More than one-third of U.S. adults are considered obese. Meanwhile, losing weight and staying fit are at the top of the list of resolutions every year.
There are big bucks at stake. Gym, health and fitness clubs ring up about $30 billion a year, according to IBISWorld, a business research firm. Sporting goods stores, wholesalers and manufacturers count for nearly $100 billion. Weight-loss services, along with nutrition and dietitian services, pull in another $12 billion. Pilates and yoga studios count for $9 billion.
But it’s a tough, competitive world, and consumers can be choosy. Last year’s business big sellers and hot companies can be next year’s dead dogs. (Just think of Blockbuster, Kodak, Atari, Borders and Circuit City.) So the companies with the latest, greatest pitch have the best chance to have a happy New Year.
So let’s take a look at how some companies are positioning themselves.

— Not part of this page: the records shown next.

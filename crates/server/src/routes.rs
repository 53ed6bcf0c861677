use axum::{
    routing::{delete, get, post, put},
    Json, Router,
};
use tower_http::{
    cors::CorsLayer,
    trace::{TraceLayer, DefaultMakeSpan, DefaultOnRequest, DefaultOnResponse, DefaultOnFailure},
};
use tracing::Level;
use axum::middleware;
use common::types::Health;
use utoipa::OpenApi;
use utoipa_swagger_ui::SwaggerUi;

use crate::openapi::ApiDoc;
use crate::state::ServerState;

pub mod admin;
pub mod bookings;
pub mod gallery;
pub mod home_images;
pub mod site_assets;

use std::collections::HashMap;

use axum::extract::Multipart;
use axum::http::StatusCode;
use service::assets::domain::UploadedFile;

use crate::errors::ApiError;

/// Drain a multipart form into the single `image` file plus its text
/// fields. The whole file is buffered in memory before storage sees it.
pub(crate) async fn collect_upload(
    mut multipart: Multipart,
) -> Result<(Option<UploadedFile>, HashMap<String, String>), ApiError> {
    let mut file = None;
    let mut fields = HashMap::new();
    while let Some(field) = multipart
        .next_field()
        .await
        .map_err(|e| ApiError::asset(StatusCode::BAD_REQUEST, format!("malformed upload: {e}")))?
    {
        let name = field.name().unwrap_or_default().to_string();
        if name == "image" {
            let file_name = field.file_name().unwrap_or("upload.bin").to_string();
            let content_type = field.content_type().unwrap_or("application/octet-stream").to_string();
            let bytes = field
                .bytes()
                .await
                .map_err(|e| ApiError::asset(StatusCode::BAD_REQUEST, format!("malformed upload: {e}")))?;
            file = Some(UploadedFile { name: file_name, content_type, bytes: bytes.to_vec() });
        } else {
            let value = field
                .text()
                .await
                .map_err(|e| ApiError::asset(StatusCode::BAD_REQUEST, format!("malformed upload: {e}")))?;
            fields.insert(name, value);
        }
    }
    Ok((file, fields))
}

#[utoipa::path(get, path = "/health", tag = "health", responses((status = 200, description = "OK")))]
pub async fn health(
    axum::extract::State(state): axum::extract::State<ServerState>,
) -> Json<Health> {
    Json(Health {
        status: "ok",
        whatsapp: state.whatsapp_number.clone(),
        storage: state.assets.backend_name(),
    })
}

/// Build the full application router: public site endpoints, the booking
/// intake, and the admin surface behind the session gate.
pub fn build_router(state: ServerState, cors: CorsLayer) -> Router {
    // Public routes: health, intake, read-only listings, login
    let public = Router::new()
        .route("/health", get(health))
        .route("/api/book", post(bookings::create))
        .route("/api/gallery", get(gallery::list))
        .route("/api/home-images", get(home_images::list))
        .route("/api/site-assets", get(site_assets::list))
        .route("/admin_login", post(admin::login))
        .route("/logout", get(admin::logout));

    // Admin routes behind the session gate
    let gated = Router::new()
        .route("/api/bookings", get(bookings::list))
        .route("/api/bookings/:id/status", put(bookings::set_status))
        .route("/api/bookings/:id", delete(bookings::remove))
        .route("/api/upload", post(gallery::upload))
        // kept alias: some dashboard builds post straight to the collection
        .route("/api/gallery", post(gallery::upload))
        .route("/api/gallery/reorder", put(gallery::reorder))
        .route("/api/gallery/:public_id", delete(gallery::remove))
        .route("/api/home-images", post(home_images::upload))
        .route("/api/home-images/reorder", put(home_images::reorder))
        .route("/api/home-images/:id", delete(home_images::remove))
        .route("/api/home-images/:id/order", put(home_images::set_order))
        .route("/api/site-assets", post(site_assets::upsert))
        .route("/change_password", post(admin::change_password))
        .route_layer(middleware::from_fn_with_state(state.clone(), admin::require_admin));

    public
        .merge(gated)
        .with_state(state)
        .merge(SwaggerUi::new("/swagger-ui").url("/api-docs/openapi.json", ApiDoc::openapi()))
        .layer(cors)
        .layer(
            TraceLayer::new_for_http()
                .make_span_with(
                    DefaultMakeSpan::new()
                        .level(Level::INFO)
                        .include_headers(false),
                )
                .on_request(
                    DefaultOnRequest::new()
                        .level(Level::INFO),
                )
                .on_response(
                    DefaultOnResponse::new()
                        .level(Level::INFO)
                        .include_headers(false),
                )
                .on_failure(
                    DefaultOnFailure::new()
                        .level(Level::ERROR),
                )
        )
}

WEIGHT WATCHERS INTERNATIONAL
For decades this was the gold standard for losing weight. Weight Watchers, founded in 1961, steadily rang up sales and profits by offering dieting programs, food and support centers for people trying to shed a few pounds.
But that was then.
In recent years, people have been migrating to digital gadgets that measure how many steps they walk, miles they pedal or floors they climb, like Fitbit activity trackers, Apple watches and free apps like MapMyRun.
That’s taken a big bite out of Weight Watchers. Membership fell last year to 800,000 from 1.4 million in 2008. Company revenues have slipped 11 straight quarters. The stock has fallen 71 percent from its peak in 2011.